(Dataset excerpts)

>>

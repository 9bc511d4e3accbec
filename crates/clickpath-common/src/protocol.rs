use crate::error::ProtocolError;
use serde::de::{MapAccess, Visitor};
use serde::{Deserialize, Deserializer, Serialize, Serializer};
use std::fmt;

/// Console prefix marking an interaction record emitted by the page logger.
pub const INTERACTION_PREFIX: &str = "SCANNER_INTERACTION";

/// Console prefix marking a click capture emitted by the capture script.
pub const CAPTURE_PREFIX: &str = "CLICKPATH_CAPTURE";

/// Event name used for click records.
pub const CLICK_EVENT: &str = "click";

/// Attribute maps keep the page's attribute order. The capture script
/// serializes missing attributes as `null`; those entries are dropped.
mod attribute_map {
    use super::*;

    pub fn serialize<S>(attrs: &[(String, String)], serializer: S) -> Result<S::Ok, S::Error>
    where
        S: Serializer,
    {
        serializer.collect_map(attrs.iter().map(|(k, v)| (k, v)))
    }

    pub fn deserialize<'de, D>(deserializer: D) -> Result<Vec<(String, String)>, D::Error>
    where
        D: Deserializer<'de>,
    {
        deserializer.deserialize_map(AttributeVisitor)
    }

    struct AttributeVisitor;

    impl<'de> Visitor<'de> for AttributeVisitor {
        type Value = Vec<(String, String)>;

        fn expecting(&self, f: &mut fmt::Formatter<'_>) -> fmt::Result {
            f.write_str("a map of attribute names to strings or null")
        }

        fn visit_map<A>(self, mut map: A) -> Result<Self::Value, A::Error>
        where
            A: MapAccess<'de>,
        {
            let mut attrs: Vec<(String, String)> = Vec::with_capacity(map.size_hint().unwrap_or(0));
            while let Some((name, value)) = map.next_entry::<String, Option<String>>()? {
                let Some(value) = value else {
                    continue;
                };
                match attrs.iter_mut().find(|(k, _)| *k == name) {
                    Some(entry) => entry.1 = value,
                    None => attrs.push((name, value)),
                }
            }
            Ok(attrs)
        }
    }
}

/// One reported interaction: which event happened and where.
#[derive(Debug, Clone, PartialEq, Eq, Serialize, Deserialize)]
pub struct InteractionRecord {
    pub event: String,
    pub selector: String,
}

impl InteractionRecord {
    pub fn new(event: impl Into<String>, selector: impl Into<String>) -> Self {
        Self {
            event: event.into(),
            selector: selector.into(),
        }
    }

    pub fn click(selector: impl Into<String>) -> Self {
        Self::new(CLICK_EVENT, selector)
    }

    /// Encode as a console line, `SCANNER_INTERACTION{"event":..,"selector":..}`.
    pub fn to_console_line(&self) -> Result<String, ProtocolError> {
        Ok(format!("{}{}", INTERACTION_PREFIX, serde_json::to_string(self)?))
    }
}

/// Parse a console line. Lines without the interaction prefix are not
/// interactions and yield `Ok(None)`.
pub fn parse_console_line(line: &str) -> Result<Option<InteractionRecord>, ProtocolError> {
    let Some(payload) = line.trim().strip_prefix(INTERACTION_PREFIX) else {
        return Ok(None);
    };
    Ok(Some(serde_json::from_str(payload)?))
}

/// Which builder produced a selector.
#[derive(Debug, Clone, Copy, PartialEq, Eq, Hash, Serialize, Deserialize)]
#[serde(rename_all = "snake_case")]
pub enum SelectorKind {
    Structural,
    Robust,
}

impl fmt::Display for SelectorKind {
    fn fmt(&self, f: &mut fmt::Formatter<'_>) -> fmt::Result {
        match self {
            SelectorKind::Structural => write!(f, "structural"),
            SelectorKind::Robust => write!(f, "robust"),
        }
    }
}

/// A selector string tagged with the language it is written in.
#[derive(Debug, Clone, PartialEq, Eq, Hash, Serialize, Deserialize)]
#[serde(tag = "kind", content = "value", rename_all = "snake_case")]
pub enum Selector {
    /// CSS child-combinator path, e.g. `#list > li:nth-child(2)`.
    Structural(String),
    /// XPath location path, e.g. `//ul[@id='list']/li[2]`.
    Robust(String),
}

impl Selector {
    pub fn kind(&self) -> SelectorKind {
        match self {
            Selector::Structural(_) => SelectorKind::Structural,
            Selector::Robust(_) => SelectorKind::Robust,
        }
    }

    pub fn as_str(&self) -> &str {
        match self {
            Selector::Structural(s) | Selector::Robust(s) => s,
        }
    }

    pub fn into_string(self) -> String {
        match self {
            Selector::Structural(s) | Selector::Robust(s) => s,
        }
    }

    /// Guess the language from the text: location paths start with `/`.
    pub fn detect(text: &str) -> Self {
        if text.trim_start().starts_with('/') {
            Selector::Robust(text.to_string())
        } else {
            Selector::Structural(text.to_string())
        }
    }
}

impl fmt::Display for Selector {
    fn fmt(&self, f: &mut fmt::Formatter<'_>) -> fmt::Result {
        f.write_str(self.as_str())
    }
}

/// A request to repeat a recorded interaction.
#[derive(Debug, Clone, PartialEq, Eq, Serialize, Deserialize)]
pub struct ReplayAction {
    pub action: String,
    pub selector: String,
}

impl ReplayAction {
    pub fn from_json(json: &str) -> Result<Self, ProtocolError> {
        let value: serde_json::Value = serde_json::from_str(json)?;
        let field = |name: &'static str| {
            value
                .get(name)
                .and_then(|v| v.as_str())
                .map(str::to_string)
                .ok_or(ProtocolError::MissingField(name))
        };
        Ok(Self {
            action: field("action")?,
            selector: field("selector")?,
        })
    }
}

/// Mouse button as reported by `MouseEvent.button`.
#[derive(Debug, Clone, Copy, PartialEq, Eq, Default, Serialize, Deserialize)]
#[serde(from = "u16", into = "u16")]
pub enum PointerButton {
    #[default]
    Primary,
    Auxiliary,
    Secondary,
    Other(u16),
}

impl From<u16> for PointerButton {
    fn from(value: u16) -> Self {
        match value {
            0 => PointerButton::Primary,
            1 => PointerButton::Auxiliary,
            2 => PointerButton::Secondary,
            n => PointerButton::Other(n),
        }
    }
}

impl From<PointerButton> for u16 {
    fn from(value: PointerButton) -> Self {
        match value {
            PointerButton::Primary => 0,
            PointerButton::Auxiliary => 1,
            PointerButton::Secondary => 2,
            PointerButton::Other(n) => n,
        }
    }
}

/// Serialized element as produced by the capture script.
#[derive(Debug, Clone, PartialEq, Eq, Default, Serialize, Deserialize)]
pub struct SnapshotNode {
    pub tag: String,
    /// Attributes in page order.
    #[serde(default, with = "attribute_map")]
    pub attrs: Vec<(String, String)>,
    /// First direct text node, if any.
    #[serde(default, skip_serializing_if = "Option::is_none")]
    pub text: Option<String>,
    #[serde(default, skip_serializing_if = "Vec::is_empty")]
    pub children: Vec<SnapshotNode>,
}

impl SnapshotNode {
    pub fn new(tag: impl Into<String>) -> Self {
        Self {
            tag: tag.into(),
            ..Default::default()
        }
    }

    pub fn with_attr(mut self, name: impl Into<String>, value: impl Into<String>) -> Self {
        let (name, value) = (name.into(), value.into());
        match self.attrs.iter_mut().find(|(k, _)| *k == name) {
            Some(entry) => entry.1 = value,
            None => self.attrs.push((name, value)),
        }
        self
    }

    pub fn with_text(mut self, text: impl Into<String>) -> Self {
        self.text = Some(text.into());
        self
    }

    pub fn with_child(mut self, child: SnapshotNode) -> Self {
        self.children.push(child);
        self
    }
}

/// One click observed in a live page, with the document it happened in.
#[derive(Debug, Clone, PartialEq, Eq, Serialize, Deserialize)]
pub struct ClickCapture {
    #[serde(default)]
    pub url: String,
    #[serde(default)]
    pub button: PointerButton,
    /// Element-child indices from `documentElement` down to the target.
    pub target: Vec<usize>,
    /// Tree rooted at `documentElement`.
    pub snapshot: SnapshotNode,
}

impl ClickCapture {
    /// Decode a console payload. Returns `Ok(None)` when the text does not
    /// carry the capture prefix.
    pub fn from_console_text(text: &str) -> Result<Option<Self>, ProtocolError> {
        let Some(payload) = text.trim().strip_prefix(CAPTURE_PREFIX) else {
            return Ok(None);
        };
        Ok(Some(serde_json::from_str(payload)?))
    }
}

/// Messages delivered to the application channel.
#[derive(Debug, Clone, PartialEq, Eq, Serialize, Deserialize)]
pub enum SessionMessage {
    #[serde(rename = "URLChanged")]
    UrlChanged(String),
    ScanComplete(String),
    Log(String),
    SocketError(String),
    GuacamoleMsg(String),
}

#[cfg(test)]
mod tests {
    use super::*;

    #[test]
    fn console_line_carries_prefix() {
        let line = InteractionRecord::click("#list > li:nth-child(2)")
            .to_console_line()
            .unwrap();
        assert_eq!(
            line,
            r##"SCANNER_INTERACTION{"event":"click","selector":"#list > li:nth-child(2)"}"##
        );
        let parsed = parse_console_line(&line).unwrap().unwrap();
        assert_eq!(parsed.selector, "#list > li:nth-child(2)");
    }

    #[test]
    fn unrelated_console_lines_are_skipped() {
        assert!(parse_console_line("Event Listener registered.").unwrap().is_none());
        assert!(parse_console_line("SCANNER_INTERACTION{oops").is_err());
    }

    #[test]
    fn replay_action_requires_both_keys() {
        let ok = ReplayAction::from_json(r#"{"action":"click","selector":"//a[1]"}"#).unwrap();
        assert_eq!(ok.action, "click");

        let err = ReplayAction::from_json(r#"{"action":"click"}"#).unwrap_err();
        assert!(matches!(err, ProtocolError::MissingField("selector")));
        assert!(ReplayAction::from_json("not json").is_err());
    }

    #[test]
    fn capture_drops_null_attributes() {
        let text = r#"CLICKPATH_CAPTURE{"url":"http://x","button":0,"target":[0],
            "snapshot":{"tag":"HTML","attrs":{"lang":"en","dir":null},
            "children":[{"tag":"BODY"}]}}"#;
        let capture = ClickCapture::from_console_text(text).unwrap().unwrap();
        assert_eq!(capture.button, PointerButton::Primary);
        assert_eq!(capture.snapshot.attrs.len(), 1);
        assert_eq!(capture.snapshot.children[0].tag, "BODY");
    }

    #[test]
    fn snapshot_attributes_keep_page_order() {
        let node: SnapshotNode = serde_json::from_str(
            r#"{"tag":"INPUT","attrs":{"type":"text","name":"q","autocomplete":null,"class":"search"}}"#,
        )
        .unwrap();
        let names: Vec<_> = node.attrs.iter().map(|(k, _)| k.as_str()).collect();
        assert_eq!(names, vec!["type", "name", "class"]);

        let json = serde_json::to_string(&node).unwrap();
        assert_eq!(
            json,
            r#"{"tag":"INPUT","attrs":{"type":"text","name":"q","class":"search"}}"#
        );
    }

    #[test]
    fn session_messages_are_externally_tagged() {
        let json = serde_json::to_string(&SessionMessage::UrlChanged("http://a".into())).unwrap();
        assert_eq!(json, r#"{"URLChanged":"http://a"}"#);
        let back: SessionMessage = serde_json::from_str(r#"{"SocketError":"Websocket closed."}"#).unwrap();
        assert_eq!(back, SessionMessage::SocketError("Websocket closed.".into()));
    }

    #[test]
    fn selector_detects_language() {
        assert_eq!(Selector::detect("//li[2]").kind(), SelectorKind::Robust);
        assert_eq!(Selector::detect("#a > b").kind(), SelectorKind::Structural);
    }
}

<<

_Required action:_ Reproduce precisely, and with no line left out, each line from the top of the entries through the line that carries "order. The capture script".

_Your solution:_
repository 9bc511d4e3accbec
filename crates/clickpath-common/src/protocol.rs
use crate::error::ProtocolError;
use serde::de::{MapAccess, Visitor};
use serde::{Deserialize, Deserializer, Serialize, Serializer};
use std::fmt;

/// Console prefix marking an interaction record emitted by the page logger.
pub const INTERACTION_PREFIX: &str = "SCANNER_INTERACTION";

/// Console prefix marking a click capture emitted by the capture script.
pub const CAPTURE_PREFIX: &str = "CLICKPATH_CAPTURE";

/// Event name used for click records.
pub const CLICK_EVENT: &str = "click";

/// Attribute maps keep the page's attribute order. The capture script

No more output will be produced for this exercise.